Nursing home caregivers work in one of the most hazardous occupations in the country, but can’t count on federal legislation to protect them. The Occupational Health and Safety Administration (OSHA) heeded legislators’ distaste for regulations again recently, issuing guidelines, not rules, that cover the hazards. Toothless, but not worthless, the OSHA recommendations focus needed attention on the issue. And there's a chance arguments for stronger protections will receive a more sympathetic hearing at a national conference on aging in December.
In 2003 the Bureau of Labor Statistics identified nursing homes as the fourth most dangerous workplaces in the United States. They were ranked just behind certain manufacturing sites, busy streets and landfill operations in an 84-workplace sample.
The physical hazards for caregivers? In "Ergonomics: Guidelines for Nursing Homes," OSHA identifies work-related musculoskeletal disorders (MSDs) that include low back pain, sciatica, rotator cuff injuries, epicondylitis and carpal tunnel syndrome. It isn’t difficult to pinpoint why MSDs are such a problem. Nursing home employees care for residents who are disabled by frailty, stroke, fractures, Alzheimer’s disease and other conditions. The work involves heavy lifting, often in confined and awkward spaces.
The OSHA publication also mentions added risk from residents who strike their caregivers, and the problems they share with health workers in general. The list includes infectious diseases, radiation, chemicals used for sterilization of instruments and shocks from electrical equipment.
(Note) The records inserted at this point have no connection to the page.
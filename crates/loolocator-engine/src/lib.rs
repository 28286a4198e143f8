//! Location, search, and map-marker state for the washroom finder.
//!
//! Data flows one way: [`GeoLocationProvider`] yields an origin,
//! [`ResultSetController`] turns origin + [`SearchParameterStore`] filters
//! into generation-stamped queries against a [`WashroomDirectory`], and
//! [`MapMarkerReconciler`] mirrors the settled result set onto a
//! [`MapSurface`]. [`Session`] owns all of them.

pub mod directory;
pub mod filters;
pub mod location;
pub mod map;
pub mod results;
pub mod session;

pub use directory::WashroomDirectory;
pub use filters::SearchParameterStore;
pub use location::{
    GeoLocationProvider, LocationError, PlatformError, PositionRequest, PositionSource,
    RawPosition, StaticPosition,
};
pub use map::{
    MapMarkerReconciler, MapSurface, MarkerHandle, MarkerKind, MarkerSpec, RecordingSurface,
    SurfaceOp,
};
pub use results::{
    Generation, QueryFailure, ResultSet, ResultSetController, ResultStatus, SearchState,
    QUERY_FAILED_MESSAGE,
};
pub use session::Session;
//! Wire types for the directory service JSON API.
//!
//! These mirror the service payloads field-for-field. Conversion into
//! [`loolocator_core::WashroomRecord`] happens in [`crate::normalize`].

use serde::Deserialize;

/// Location object as sent by the service (plain lat/lng, not `GeoJSON`).
#[derive(Debug, Clone, Deserialize)]
pub struct WireLocation {
    pub latitude: f64,
    pub longitude: f64,
}

/// A washroom object from `/api/washrooms/nearest` or `/api/washrooms/{id}`.
#[derive(Debug, Clone, Deserialize)]
pub struct WireWashroom {
    pub id: String,
    pub name: String,
    pub address: String,
    #[serde(default)]
    pub description: Option<String>,
    pub location: WireLocation,
    #[serde(default)]
    pub rating: f64,
    #[serde(default)]
    pub hours: Option<String>,
    #[serde(default)]
    pub accessibility: bool,
    #[serde(default)]
    pub verified: bool,
    #[serde(default)]
    pub amenities: Vec<String>,
    /// Meters from the query origin. Absent on single-record lookups.
    #[serde(default)]
    pub distance: Option<f64>,
}

/// Body of `GET /api/health`.
#[derive(Debug, Clone, PartialEq, Eq, Deserialize)]
pub struct HealthStatus {
    pub status: String,
    pub service: String,
}

impl HealthStatus {
    #[must_use]
    pub fn is_healthy(&self) -> bool {
        self.status == "healthy"
    }
}

/// Body of `GET /api/maps/api-key`.
#[derive(Debug, Deserialize)]
pub(crate) struct MapKeyResponse {
    pub api_key: String,
}
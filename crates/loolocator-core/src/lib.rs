pub mod app_config;
pub mod config;
pub mod geo;
pub mod params;
pub mod washroom;

pub use app_config::{AppConfig, Environment};
pub use config::{load_app_config, load_app_config_from_env};
pub use geo::{Coordinate, InvalidCoordinate, DEMO_ORIGIN};
pub use params::{InvalidParameter, SearchParameters, SearchRadius};
pub use washroom::{format_distance, Amenity, WashroomId, WashroomRecord};

use thiserror::Error;

#[derive(Debug, Error)]
pub enum ConfigError {
    #[error("missing required environment variable: {0}")]
    MissingEnvVar(String),

    #[error("invalid value for {var}: {reason}")]
    InvalidEnvVar { var: String, reason: String },
}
The disproportionate amount of heavy and awkward lifting is one characteristic of nursing home work. The other is short staffing. In July 2000 a report to the US Senate from a Special Committee on Aging noted that "54 percent of nursing homes have less than the minimum staffing level for nurses aides. … For less than 7 dollars an hour, nurses aides feed and bathe patients, and turn them prevent bedsores. They sometimes have 15 to 30 residents per shift."
A review of the pay scale for nursing home staff around the country indicates little has changed since 2000: the work is still too poorly paid to rectify staffing shortages, while caregiver injuries are still a serious problem in the industry.
OSHA’s guidelines for the nursing home industry hold some potential for change. The publication makes a convincing case for taking the recommendations seriously, stressing the financial benefits of good ergonomic standards in nursing homes. Profitability is a persuasive argument in any industry.
And persuasion could come from the December meeting – the White House Conference on Aging. The so-called baby boom generation is high on the agenda. The Americans in this group – born in large numbers in the immediate aftermath of World War II – are about to retire. This post-war bulge in the birthrate soon will cause a corresponding bulge in the resident population of nursing homes around the country. The experts may decide the only wrong direction is the present course, and urge legislators to add muscle to the OSHA recommendations.